Ip phones on a seperate interface to bypass firewall

waelsherif · ‎03-31-2016

I have a small network (150 users, 75 phone) Router 3945 as below drawing, we need to make a separate connections one for only call manager express on one interface (to bypass the firewall) and the other for internet access and the internet. what is the best way to do it? I assume with vlans but needs some guidance

Terry Cheema · ‎03-31-2016

Why are you not connecting router and firewall to Core switch?

Not sure how you are planning to setup but:

1) you can create a voice vlan on access switches and assign it to phone ports.
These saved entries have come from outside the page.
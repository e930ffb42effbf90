use serde::{Deserialize, Serialize};

/// Tunables for the accounts module. Defaults match the mobile client's
/// expectations; override per deployment when needed.
#[derive(Debug, Clone, Serialize, Deserialize)]
#[serde(deny_unknown_fields)]
pub struct AccountsConfig {
    #[serde(default = "default_avatar_max_bytes")]
    pub avatar_max_bytes: usize,
    #[serde(default = "default_signed_url_ttl_sec")]
    pub signed_url_ttl_sec: u64,
    /// Confirmation codes expire after this many seconds.
    #[serde(default = "default_code_ttl_sec")]
    pub code_ttl_sec: i64,
    /// Minimum gap between two confirmation emails for the same user.
    #[serde(default = "default_resend_cooldown_sec")]
    pub resend_cooldown_sec: i64,
    #[serde(default = "default_family_code_min_len")]
    pub family_code_min_len: usize,
    #[serde(default = "default_family_code_max_len")]
    pub family_code_max_len: usize,
}

impl Default for AccountsConfig {
    fn default() -> Self {
        Self {
            avatar_max_bytes: default_avatar_max_bytes(),
            signed_url_ttl_sec: default_signed_url_ttl_sec(),
            code_ttl_sec: default_code_ttl_sec(),
            resend_cooldown_sec: default_resend_cooldown_sec(),
            family_code_min_len: default_family_code_min_len(),
            family_code_max_len: default_family_code_max_len(),
        }
    }
}

fn default_avatar_max_bytes() -> usize {
    5 * 1024 * 1024
}

fn default_signed_url_ttl_sec() -> u64 {
    3600
}

fn default_code_ttl_sec() -> i64 {
    600
}

fn default_resend_cooldown_sec() -> i64 {
    60
}

fn default_family_code_min_len() -> usize {
    6
}

fn default_family_code_max_len() -> usize {
    10
}
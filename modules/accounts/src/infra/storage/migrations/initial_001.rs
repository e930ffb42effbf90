use sea_orm_migration::prelude::*;

#[derive(DeriveMigrationName)]
pub struct Migration;

#[async_trait::async_trait]
impl MigrationTrait for Migration {
    async fn up(&self, manager: &SchemaManager) -> Result<(), DbErr> {
        manager
            .create_table(
                Table::create()
                    .table(UserProfiles::Table)
                    .if_not_exists()
                    .col(ColumnDef::new(UserProfiles::Id).uuid().not_null().primary_key())
                    .col(ColumnDef::new(UserProfiles::Name).string().not_null())
                    .col(
                        ColumnDef::new(UserProfiles::Email)
                            .string()
                            .not_null()
                            .unique_key(),
                    )
                    .col(
                        ColumnDef::new(UserProfiles::RelationToPatient)
                            .string()
                            .not_null(),
                    )
                    .col(ColumnDef::new(UserProfiles::FamilyId).uuid().not_null())
                    .col(ColumnDef::new(UserProfiles::AvatarKey).string())
                    .col(ColumnDef::new(UserProfiles::AvatarUrl).string())
                    .col(
                        ColumnDef::new(UserProfiles::MainChallenges)
                            .json()
                            .not_null(),
                    )
                    .col(ColumnDef::new(UserProfiles::HelpNeeds).json().not_null())
                    .col(
                        ColumnDef::new(UserProfiles::TermsAcceptedAt)
                            .timestamp_with_time_zone()
                            .not_null(),
                    )
                    .col(
                        ColumnDef::new(UserProfiles::CreatedAt)
                            .timestamp_with_time_zone()
                            .not_null(),
                    )
                    .col(
                        ColumnDef::new(UserProfiles::UpdatedAt)
                            .timestamp_with_time_zone()
                            .not_null(),
                    )
                    .to_owned(),
            )
            .await?;

        manager
            .create_table(
                Table::create()
                    .table(FamilyLinks::Table)
                    .if_not_exists()
                    .col(ColumnDef::new(FamilyLinks::Id).uuid().not_null().primary_key())
                    .col(
                        ColumnDef::new(FamilyLinks::UniqueCode)
                            .string()
                            .not_null()
                            .unique_key(),
                    )
                    .col(ColumnDef::new(FamilyLinks::CreatorId).uuid().not_null())
                    .col(ColumnDef::new(FamilyLinks::FamilyId).uuid().not_null())
                    .col(ColumnDef::new(FamilyLinks::Status).string().not_null())
                    .col(
                        ColumnDef::new(FamilyLinks::MemberCount)
                            .integer()
                            .not_null(),
                    )
                    .col(
                        ColumnDef::new(FamilyLinks::CreatedAt)
                            .timestamp_with_time_zone()
                            .not_null(),
                    )
                    .to_owned(),
            )
            .await?;

        manager
            .create_index(
                Index::create()
                    .name("idx_family_links_creator")
                    .table(FamilyLinks::Table)
                    .col(FamilyLinks::CreatorId)
                    .to_owned(),
            )
            .await?;

        manager
            .create_table(
                Table::create()
                    .table(EmailChangeRequests::Table)
                    .if_not_exists()
                    .col(
                        ColumnDef::new(EmailChangeRequests::Id)
                            .uuid()
                            .not_null()
                            .primary_key(),
                    )
                    .col(
                        ColumnDef::new(EmailChangeRequests::UserId)
                            .uuid()
                            .not_null(),
                    )
                    .col(
                        ColumnDef::new(EmailChangeRequests::NewEmail)
                            .string()
                            .not_null(),
                    )
                    .col(
                        ColumnDef::new(EmailChangeRequests::CodeHash)
                            .string()
                            .not_null(),
                    )
                    .col(
                        ColumnDef::new(EmailChangeRequests::SentAt)
                            .timestamp_with_time_zone()
                            .not_null(),
                    )
                    .col(
                        ColumnDef::new(EmailChangeRequests::VerifiedAt)
                            .timestamp_with_time_zone(),
                    )
                    .to_owned(),
            )
            .await?;

        manager
            .create_index(
                Index::create()
                    .name("idx_email_change_requests_user_sent")
                    .table(EmailChangeRequests::Table)
                    .col(EmailChangeRequests::UserId)
                    .col(EmailChangeRequests::SentAt)
                    .to_owned(),
            )
            .await?;

        manager
            .create_table(
                Table::create()
                    .table(PushTokens::Table)
                    .if_not_exists()
                    .col(ColumnDef::new(PushTokens::Id).uuid().not_null().primary_key())
                    .col(ColumnDef::new(PushTokens::UserId).uuid().not_null())
                    .col(ColumnDef::new(PushTokens::Token).string().not_null())
                    .col(ColumnDef::new(PushTokens::Platform).string().not_null())
                    .col(
                        ColumnDef::new(PushTokens::CreatedAt)
                            .timestamp_with_time_zone()
                            .not_null(),
                    )
                    .to_owned(),
            )
            .await?;

        manager
            .create_index(
                Index::create()
                    .name("idx_push_tokens_user_token")
                    .table(PushTokens::Table)
                    .col(PushTokens::UserId)
                    .col(PushTokens::Token)
                    .unique()
                    .to_owned(),
            )
            .await?;

        manager
            .create_table(
                Table::create()
                    .table(Notifications::Table)
                    .if_not_exists()
                    .col(
                        ColumnDef::new(Notifications::Id)
                            .uuid()
                            .not_null()
                            .primary_key(),
                    )
                    .col(ColumnDef::new(Notifications::UserId).uuid().not_null())
                    .col(ColumnDef::new(Notifications::Title).string().not_null())
                    .col(ColumnDef::new(Notifications::Body).string().not_null())
                    .col(
                        ColumnDef::new(Notifications::Read)
                            .boolean()
                            .not_null()
                            .default(false),
                    )
                    .col(
                        ColumnDef::new(Notifications::CreatedAt)
                            .timestamp_with_time_zone()
                            .not_null(),
                    )
                    .to_owned(),
            )
            .await?;

        manager
            .create_index(
                Index::create()
                    .name("idx_notifications_user_created")
                    .table(Notifications::Table)
                    .col(Notifications::UserId)
                    .col(Notifications::CreatedAt)
                    .to_owned(),
            )
            .await
    }

    async fn down(&self, manager: &SchemaManager) -> Result<(), DbErr> {
        manager
            .drop_table(Table::drop().table(Notifications::Table).to_owned())
            .await?;
        manager
            .drop_table(Table::drop().table(PushTokens::Table).to_owned())
            .await?;
        manager
            .drop_table(Table::drop().table(EmailChangeRequests::Table).to_owned())
            .await?;
        manager
            .drop_table(Table::drop().table(FamilyLinks::Table).to_owned())
            .await?;
        manager
            .drop_table(Table::drop().table(UserProfiles::Table).to_owned())
            .await
    }
}

#[derive(DeriveIden)]
enum UserProfiles {
    Table,
    Id,
    Name,
    Email,
    RelationToPatient,
    FamilyId,
    AvatarKey,
    AvatarUrl,
    MainChallenges,
    HelpNeeds,
    TermsAcceptedAt,
    CreatedAt,
    UpdatedAt,
}

#[derive(DeriveIden)]
enum FamilyLinks {
    Table,
    Id,
    UniqueCode,
    CreatorId,
    FamilyId,
    Status,
    MemberCount,
    CreatedAt,
}

#[derive(DeriveIden)]
enum EmailChangeRequests {
    Table,
    Id,
    UserId,
    NewEmail,
    CodeHash,
    SentAt,
    VerifiedAt,
}

#[derive(DeriveIden)]
enum PushTokens {
    Table,
    Id,
    UserId,
    Token,
    Platform,
    CreatedAt,
}

#[derive(DeriveIden)]
enum Notifications {
    Table,
    Id,
    UserId,
    Title,
    Body,
    Read,
    CreatedAt,
}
2) Create the voice vlan and configure the port connecting to router in the voice vlan - since you will be only passing voice traffic over this link you can configure it as access port and send untagged frames.
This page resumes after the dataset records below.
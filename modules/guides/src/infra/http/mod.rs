pub mod cms_client;

pub use cms_client::HttpContentSource;
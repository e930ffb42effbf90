use chrono::{DateTime, Utc};
use serde::{Deserialize, Serialize};
use utoipa::ToSchema;
use uuid::Uuid;

use crate::contract::model::{
    AvatarUpload, FamilyLink, NewRegistration, Notification, ProfilePatch, UserProfile,
};

/// Registration request body. Field names follow the mobile client.
#[derive(Debug, Clone, Deserialize, ToSchema)]
#[serde(rename_all = "camelCase")]
pub struct RegisterReq {
    #[serde(default)]
    pub name: String,
    #[serde(default)]
    pub email: String,
    #[serde(default)]
    pub password: String,
    #[serde(default)]
    pub relation_to_dementia_person: String,
    #[serde(default)]
    pub terms_accepted: bool,
    pub family_code: Option<String>,
}

impl From<RegisterReq> for NewRegistration {
    fn from(req: RegisterReq) -> Self {
        Self {
            name: req.name,
            email: req.email,
            password: req.password,
            relation_to_patient: req.relation_to_dementia_person,
            terms_accepted: req.terms_accepted,
            family_code: req.family_code,
        }
    }
}

#[derive(Debug, Clone, Serialize, ToSchema)]
#[serde(rename_all = "camelCase")]
pub struct RegisteredUserDto {
    pub id: Uuid,
    pub name: String,
    pub email: String,
    pub relation_to_dementia_person: String,
    pub family_id: Uuid,
}

impl From<UserProfile> for RegisteredUserDto {
    fn from(p: UserProfile) -> Self {
        Self {
            id: p.id,
            name: p.name,
            email: p.email,
            relation_to_dementia_person: p.relation_to_patient,
            family_id: p.family_id,
        }
    }
}

#[derive(Debug, Clone, Deserialize, ToSchema)]
pub struct LoginReq {
    #[serde(default)]
    pub email: String,
    #[serde(default)]
    pub password: String,
}

/// Full user summary returned by login and profile reads.
#[derive(Debug, Clone, Serialize, ToSchema)]
#[serde(rename_all = "camelCase")]
pub struct UserDto {
    pub id: Uuid,
    pub name: String,
    pub email: String,
    pub relation_to_dementia_person: String,
    pub family_id: Uuid,
    pub avatar_url: Option<String>,
    pub main_challenges: Vec<String>,
    pub help_needs: Vec<String>,
}

impl From<UserProfile> for UserDto {
    fn from(p: UserProfile) -> Self {
        Self {
            id: p.id,
            name: p.name,
            email: p.email,
            relation_to_dementia_person: p.relation_to_patient,
            family_id: p.family_id,
            avatar_url: p.avatar_url,
            main_challenges: p.main_challenges,
            help_needs: p.help_needs,
        }
    }
}

#[derive(Debug, Clone, Deserialize, ToSchema)]
#[serde(rename_all = "camelCase")]
pub struct ChangePasswordReq {
    pub user_id: Uuid,
    #[serde(default)]
    pub current_password: String,
    #[serde(default)]
    pub new_password: String,
}

#[derive(Debug, Clone, Deserialize, ToSchema)]
#[serde(rename_all = "camelCase")]
pub struct RequestEmailChangeReq {
    pub user_id: Uuid,
    #[serde(default)]
    pub new_email: String,
}

#[derive(Debug, Clone, Deserialize, ToSchema)]
#[serde(rename_all = "camelCase")]
pub struct ConfirmEmailChangeReq {
    pub user_id: Uuid,
    #[serde(default)]
    pub code: String,
}

#[derive(Debug, Clone, Serialize, ToSchema)]
pub struct SuccessDto {
    pub success: bool,
}

impl SuccessDto {
    pub fn ok() -> Self {
        Self { success: true }
    }
}

#[derive(Debug, Clone, Serialize, ToSchema)]
pub struct EmailChangedDto {
    pub success: bool,
    pub email: String,
}

#[derive(Debug, Clone, Serialize, ToSchema)]
#[serde(rename_all = "camelCase")]
pub struct AvatarDto {
    pub path: String,
    pub signed_url: String,
}

impl From<AvatarUpload> for AvatarDto {
    fn from(a: AvatarUpload) -> Self {
        Self {
            path: a.key,
            signed_url: a.signed_url,
        }
    }
}

#[derive(Debug, Clone, Deserialize, Default, ToSchema)]
#[serde(rename_all = "camelCase")]
pub struct UpdateProfileReq {
    pub name: Option<String>,
    pub relation_to_dementia_person: Option<String>,
    pub main_challenges: Option<Vec<String>>,
    pub help_needs: Option<Vec<String>>,
}

impl From<UpdateProfileReq> for ProfilePatch {
    fn from(req: UpdateProfileReq) -> Self {
        Self {
            name: req.name,
            relation_to_patient: req.relation_to_dementia_person,
            main_challenges: req.main_challenges,
            help_needs: req.help_needs,
        }
    }
}

#[derive(Debug, Clone, Deserialize, ToSchema)]
#[serde(rename_all = "camelCase")]
pub struct PushTokenReq {
    pub user_id: Uuid,
    #[serde(default)]
    pub token: String,
    #[serde(default)]
    pub platform: String,
}

#[derive(Debug, Clone, Serialize, ToSchema)]
#[serde(rename_all = "camelCase")]
pub struct NotificationDto {
    pub id: Uuid,
    pub title: String,
    pub body: String,
    pub read: bool,
    pub created_at: DateTime<Utc>,
}

impl From<Notification> for NotificationDto {
    fn from(n: Notification) -> Self {
        Self {
            id: n.id,
            title: n.title,
            body: n.body,
            read: n.read,
            created_at: n.created_at,
        }
    }
}

#[derive(Debug, Clone, Serialize, ToSchema)]
pub struct NotificationListDto {
    pub notifications: Vec<NotificationDto>,
}

#[derive(Debug, Clone, Deserialize, ToSchema)]
#[serde(rename_all = "camelCase")]
pub struct GenerateFamilyLinkReq {
    pub user_id: Uuid,
}

#[derive(Debug, Clone, Serialize, ToSchema)]
#[serde(rename_all = "camelCase")]
pub struct FamilyLinkDto {
    pub id: Uuid,
    pub unique_code: String,
    pub family_id: Uuid,
    pub status: String,
    pub member_count: i32,
}

impl From<FamilyLink> for FamilyLinkDto {
    fn from(l: FamilyLink) -> Self {
        Self {
            id: l.id,
            unique_code: l.unique_code,
            family_id: l.family_id,
            status: l.status.as_str().to_string(),
            member_count: l.member_count,
        }
    }
}

#[derive(Debug, Clone, Deserialize, ToSchema)]
pub struct FamilyLinkStatusReq {
    #[serde(default)]
    pub status: String,
}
3) Create SVI's for voice vlan on core/L3 switches, optionally run DHCP on core. (can also run HSRP optionally)

4) On router interface configure the IP address and use this IP-address as source for your CME config SIP or SCCP

5) Bind all signalling to this interface.

Let us know if you need any further help.

-Terry

Please rate all helpful posts

waelsherif · ‎04-02-2016

no it's an access switch but with layer 3 features (3650), and I don't think we need vlan routing (it may require additional license) so please explain it in more details with commands if you can thanks.
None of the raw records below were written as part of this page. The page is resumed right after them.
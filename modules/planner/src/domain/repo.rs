use async_trait::async_trait;
use uuid::Uuid;

use crate::contract::model::{Appointment, LogEntry};

/// Port for the planner's persistence operations. Reads are scoped by
/// `user_id` so a row can never leak across accounts; the appointment delete
/// cascades over dependent logs inside one transaction.
#[async_trait]
pub trait PlannerRepository: Send + Sync {
    // --- appointments ---
    async fn list_appointments(&self, user_id: Uuid) -> anyhow::Result<Vec<Appointment>>;
    async fn find_appointment(
        &self,
        id: Uuid,
        user_id: Uuid,
    ) -> anyhow::Result<Option<Appointment>>;
    /// Owner of an appointment regardless of caller, for 403-vs-404 mapping.
    async fn find_appointment_owner(&self, id: Uuid) -> anyhow::Result<Option<Uuid>>;
    async fn insert_appointment(&self, appointment: Appointment) -> anyhow::Result<()>;
    async fn update_appointment(&self, appointment: Appointment) -> anyhow::Result<()>;
    /// Delete dependent logs, then the appointment, in one transaction.
    /// Returns false when the appointment does not exist for this user.
    async fn delete_appointment_cascade(&self, id: Uuid, user_id: Uuid) -> anyhow::Result<bool>;

    // --- logs ---
    async fn list_logs(&self, user_id: Uuid) -> anyhow::Result<Vec<LogEntry>>;
    async fn find_log(&self, id: Uuid) -> anyhow::Result<Option<LogEntry>>;
    async fn insert_log(&self, log: LogEntry) -> anyhow::Result<()>;
    async fn update_log(&self, log: LogEntry) -> anyhow::Result<()>;
    async fn delete_log(&self, id: Uuid, user_id: Uuid) -> anyhow::Result<bool>;
}
use anyhow::{bail, Context};
use async_trait::async_trait;
use serde::Deserialize;
use tracing::instrument;
use url::Url;

use crate::contract::model::Guide;
use crate::domain::ports::ContentSource;

/// HTTP adapter for the headless CMS. Fetches the full visible result set for
/// a relation; the upstream does no tag filtering and the response is assumed
/// small enough to hold in memory.
pub struct HttpContentSource {
    http: reqwest::Client,
    base: Url,
    api_key: String,
}

impl HttpContentSource {
    pub fn new(http: reqwest::Client, base: Url, api_key: String) -> Self {
        Self {
            http,
            base,
            api_key,
        }
    }
}

#[derive(Debug, Deserialize)]
struct GuidesEnvelope {
    data: Vec<GuideDoc>,
}

#[derive(Debug, Deserialize)]
#[serde(rename_all = "camelCase")]
struct GuideDoc {
    id: serde_json::Value,
    title: String,
    slug: String,
    summary: Option<String>,
    relation: String,
    #[serde(default)]
    tags: Vec<TagDoc>,
    #[serde(default)]
    help_tags: Vec<TagDoc>,
}

#[derive(Debug, Deserialize)]
struct TagDoc {
    name: String,
}

impl From<GuideDoc> for Guide {
    fn from(doc: GuideDoc) -> Self {
        Self {
            // CMS ids are numeric or string depending on version; normalize.
            id: match doc.id {
                serde_json::Value::String(s) => s,
                other => other.to_string(),
            },
            title: doc.title,
            slug: doc.slug,
            summary: doc.summary,
            relation: doc.relation,
            tags: doc.tags.into_iter().map(|t| t.name).collect(),
            help_tags: doc.help_tags.into_iter().map(|t| t.name).collect(),
        }
    }
}

#[async_trait]
impl ContentSource for HttpContentSource {
    #[instrument(name = "guides.http.cms.guides_for_relation", skip_all, fields(relation = %relation))]
    async fn guides_for_relation(&self, relation: &str) -> anyhow::Result<Vec<Guide>> {
        let mut url = self.base.clone();
        url.path_segments_mut()
            .map_err(|_| anyhow::anyhow!("invalid CMS base URL"))?
            .extend(&["api", "guides"]);
        url.query_pairs_mut()
            .append_pair("relation", relation)
            .append_pair("visible", "true");

        let response = self
            .http
            .get(url)
            .bearer_auth(&self.api_key)
            .send()
            .await
            .context("GET /api/guides")?;

        if !response.status().is_success() {
            bail!("guide fetch failed: HTTP {}", response.status());
        }

        let envelope: GuidesEnvelope = response.json().await.context("guides body")?;
        Ok(envelope.data.into_iter().map(Into::into).collect())
    }
}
Terry Cheema · ‎04-03-2016

1) On all you switches, create Voice Vlan

Conf t

Vlan 100

name VOIP

2) On phone ports:

conf t

int G1/0/1

switchport access vlan X
switchport voice vlan 100

no sh

3) On all trunk links

add the voice vlan to the allowed list if you are filtering vlans

4) On router:

int g0/0

ip address 10.1.1.1 255.255.255.0

5) Switch port connection to Router:

switchport access vlan 100

For Switch config guide: Ref: http://www.cisco.com/c/en/us/td/docs/switches/lan/catalyst3650/software/release/16-2/configuration_guide/b_162_consolidated_3650_cg.html

6) CME configuration:

Refer to below URLs depending upon if you have SIP or SCCP.

SCCP: http://www.cisco.com/c/en/us/td/docs/voice_ip_comm/cucme/admin/configuration/guide/cmeadm/cmesystm.html#pgfId-1023245

SIP: http://www.cisco.com/c/en/us/td/docs/voice_ip_comm/cucme/admin/configuration/guide/cmeadm/cmesystm.html#pgfId-1053668

7) Configure DHCP pool, below is a basic config for a Voice pool:

ip dhcp pool VOIP
network 10.1.1.1 255.255.255.0
default-router 10.1.1.1
option 150 ip 10.1.1.1

I hope above should be enough to get you started.Please excuse any syntax errors, just typing here not copied from any CLI..

-Terry

Please rate all helpful posts

waelsherif · ‎04-04-2016

That's more than helpful, but i was wondering what is vlan x? is it the default vlan for data? I guess from that design we need to make dhcp work on all vlans, voice and data, and please note that phones will be on the same cable as pcs.

if you have another suggestion for a new design it will be appreciated, all we need is a redundant core switches in our case we did chose 2 (4500x) as a vss, and one uplink to each access switch, of course the firewall chosen is ASA 5508-X with Firepower, the router will be provided by the isp (3945). total nodes 220 (including 140 pcs, 75 phones, 20 printers, 30 ip cams).